Aioli Is Not an Unusual Mayonnaise
It seems that in trying to rebrand mayonnaise, the various fancy food outlets are insisting on calling all kinds of creamy condiments “aioli,” and I refuse to stand idly by. Aioli is not the fancy mayonnaise that some people think. Aioli is special, amazing.
This word, when unfolded, simply means “garlic and oil.” Therefore, to be a true aioli, it must contain both garlic and oil. Can egg yolks be used as an emulsifier? Of course, but not necessarily. Garlic-flavored mayonnaise is technically aioli, but not all aioli are mayonnaise.
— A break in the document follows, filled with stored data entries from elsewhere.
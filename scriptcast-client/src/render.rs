//! The client-side decode and render path.
//!
//! Owns the persistent screen buffer that batched diffs patch in
//! place. Plain `ScreenText` frames print as they arrive; batched
//! `ScreenText` sub-frames go through the delta decoder and redraw
//! the screen; `AnsiCommand` frames bypass the diff decoder entirely
//! and are re-encoded (byte → char) for direct interpretation.

use std::io::Write;

use crossterm::cursor::MoveTo;
use crossterm::execute;
use crossterm::terminal::{Clear, ClearType};

use scriptcast_core::screen::{ScreenBuffer, apply_delta, unpack_batch};
use scriptcast_core::text::{CLEAR_SCREEN, CURSOR_HOME, is_prefix, widen};
use scriptcast_core::{CastError, Frame, FrameKind};

/// Renders the response stream onto a terminal-like writer.
pub struct TerminalRenderer<W: Write> {
    screen: ScreenBuffer,
    out: W,
}

impl<W: Write> TerminalRenderer<W> {
    pub fn new(out: W) -> Self {
        Self {
            screen: ScreenBuffer::new(),
            out,
        }
    }

    /// The current decoded screen content, without trailing padding.
    pub fn screen_content(&self) -> &[u8] {
        self.screen.trimmed()
    }

    /// Render one incoming frame. Returns the number of render calls
    /// performed — one per top-level frame, one per sub-frame of a
    /// batch, preserving incremental-update semantics.
    pub fn render_frame(&mut self, frame: &Frame) -> Result<usize, CastError> {
        match frame.kind() {
            FrameKind::ScreenText => {
                self.render_text(frame.payload())?;
                Ok(1)
            }
            FrameKind::AnsiCommand => {
                self.render_ansi(frame.payload())?;
                Ok(1)
            }
            FrameKind::CompressedBatch => {
                let mut rendered = 0;
                for sub in unpack_batch(frame.payload())? {
                    match sub.kind() {
                        FrameKind::ScreenText => {
                            apply_delta(self.screen.as_mut_bytes(), sub.payload())?;
                            self.render_screen()?;
                        }
                        FrameKind::AnsiCommand => self.render_ansi(sub.payload())?,
                        _ => {
                            return Err(CastError::ProtocolViolation(
                                "unexpected sub-frame kind in batch",
                            ));
                        }
                    }
                    rendered += 1;
                }
                Ok(rendered)
            }
            _ => Err(CastError::ProtocolViolation(
                "unexpected frame kind in output stream",
            )),
        }
    }

    /// Plain text: widen and print as-is.
    fn render_text(&mut self, bytes: &[u8]) -> Result<(), CastError> {
        write!(self.out, "{}", widen(bytes))?;
        self.out.flush()?;
        Ok(())
    }

    /// Control sequence: known prefixes drive the terminal directly;
    /// anything else prints raw.
    fn render_ansi(&mut self, bytes: &[u8]) -> Result<(), CastError> {
        if is_prefix(CLEAR_SCREEN, bytes) {
            execute!(self.out, Clear(ClearType::All), MoveTo(0, 0))?;
            // Keep the decode-side buffer in step with the encoder's
            // post-clear baseline.
            self.screen.clear();
        } else if is_prefix(CURSOR_HOME, bytes) {
            execute!(self.out, MoveTo(0, 0))?;
        } else {
            write!(self.out, "{}", widen(bytes))?;
            self.out.flush()?;
        }
        Ok(())
    }

    /// Redraw the full screen buffer from the top-left corner.
    fn render_screen(&mut self) -> Result<(), CastError> {
        execute!(self.out, MoveTo(0, 0))?;
        write!(self.out, "{}", widen(self.screen.trimmed()))?;
        self.out.flush()?;
        Ok(())
    }
}

// ── Tests ────────────────────────────────────────────────────────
In fact, my favorite aioli is vegan, high in garlic and nothing more. While it does require your hands to do a little work (they still need work), slowly emulsifying the neutral oil with minced garlic gives you the most garlic-garlic sauce you’ve ever tasted. I make mine very much like Chef John and I give him credit for opening my eyes to the magnificence of this seasoning in its purest form. The only real difference between mine and John’s is that I use canola oil, not olive oil, because I don’t want garlic to have any one flavor. To do it yourself, you will need:
- 4-5 cloves of garlic (use five if small)
- 1/2 teaspoon salt
- 1 teaspoon lemon juice
- 1/2 cup canola oil (or olive oil if you prefer)
- mortar and pestle
Coarsely chop the garlic, put in a mortar and sprinkle with salt on top. Mix it up for real, really well, until it looks like this:
Add lemon juice and stir. Add a teaspoon of oil, mash and stir thoroughly until it is completely mixed with the garlic. (There should be no visible “oil stain” on top.) Repeat adding a teaspoon at a time until you have added half a cup of oil. It will look a little lumpy at first, but will turn into a shiny, thick sauce over time. Drizzle over meat, dip chips in it, slap potatoes on them, or spread fried vegetables. You can of course use it in the same way as mayonnaise; it’s divine on a burger.